The systematic indoctrination of people on the scale on which it has taken place over decades is hard to reverse. Every institution that is supposed to make up the system of checks and balances has been hollowed out, repurposed and deployed against people as a weapon of Hindu nationalism. In terms of political opposition, there are political parties that have successfully opposed the BJP at the state level in Tamil Nadu, Bengal, Kerala, Maharashtra, Punjab, but opposition is virtually non-existent at the national level.

The whole system of elections has been gamed. You can win a huge majority of seats even without anything close to a majority of actual votes. In India, we have a first-past-the-post, multi-party democracy. This means that even if you get say only 20% of the vote in a constituency, as long as its higher than your closest rival, you win. A rich party can put up spurious candidates to split the votes.

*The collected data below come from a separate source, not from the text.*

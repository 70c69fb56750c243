use std::time::Duration;

/// Pause between two generations. Interactive controls nudge it in fixed
/// steps; it never drops below zero or rises above `MAX`.
#[derive(Clone, Copy, Debug, PartialEq, Eq)]
pub struct FrameDelay(Duration);

impl FrameDelay {
    pub const DEFAULT: Self = Self(Duration::from_millis(300));
    pub const STEP: Duration = Duration::from_millis(50);
    pub const MAX: Duration = Duration::from_nanos(999_999_999);
    pub const ZERO: Self = Self(Duration::ZERO);

    /// Delay clamped to `MAX`
    pub fn new(delay: Duration) -> Self {
        Self(delay.min(Self::MAX))
    }

    pub const fn duration(&self) -> Duration {
        self.0
    }

    /// Shorter pause, floored at zero
    pub fn speed_up(&mut self) {
        self.0 = self.0.saturating_sub(Self::STEP);
    }

    /// Longer pause, unless that would pass `MAX`
    pub fn slow_down(&mut self) {
        let longer = self.0 + Self::STEP;
        if longer <= Self::MAX {
            self.0 = longer;
        }
    }
}

impl Default for FrameDelay {
    fn default() -> Self {
        Self::DEFAULT
    }
}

But that’s just one trick in a whole bag of tricks.

And, anyway, how do you woo an indoctrinated population? By proving that you are a better, prouder Hindu? Nobody can beat the BJP at that game. And right now, that’s the only game in town. As far as mainstream politics goes.

So, no, I don’t believe the damage is reversible. I believe we will be broken and then reborn. Change will only come when and if at all an accepting, gullible, fatalistic people realize what’s being done to them. And then it will come suddenly, and from the street. Not from the system. Until then… God help us.

Jaffrelot:

Democracy, nowadays, is a notion you need to qualify when applied to India. You may say, like some scholars do, that it is an ‘illiberal democracy’.

I prefer to use the concept of ‘ethnic democracy’ that has been first used in the case of Israel. An ‘ethnic democracy’ is a regime where pillars of democracy are still practised, including elections — something populists across the globe need to retain to acquire legitimacy — but where minorities are second class citizens because of all kinds of discrimination.

You may (also) use the word ‘majoritarianism’, which designates the attempt for transforming a cultural majority into a permanent, political majority.

[The] changes under Modi may be permanent if the Hindutva forces have not only captured power, but also society — at least temporarily — and if this hegemonic position allows them to get deeply entrenched in the State apparatus, then a point of no return will be reached.

Just as countries formerly under British rule inherited that country’s flawed democratic system, they also inherited the ways it found to suspend all pretence of democracy. For example, Israel continues to renew and institute the emergency regulations put in place in the closing years of the British mandate. Administrative detention without trial was one of them and, till today, hundreds of Palestinians are incarcerated in this way.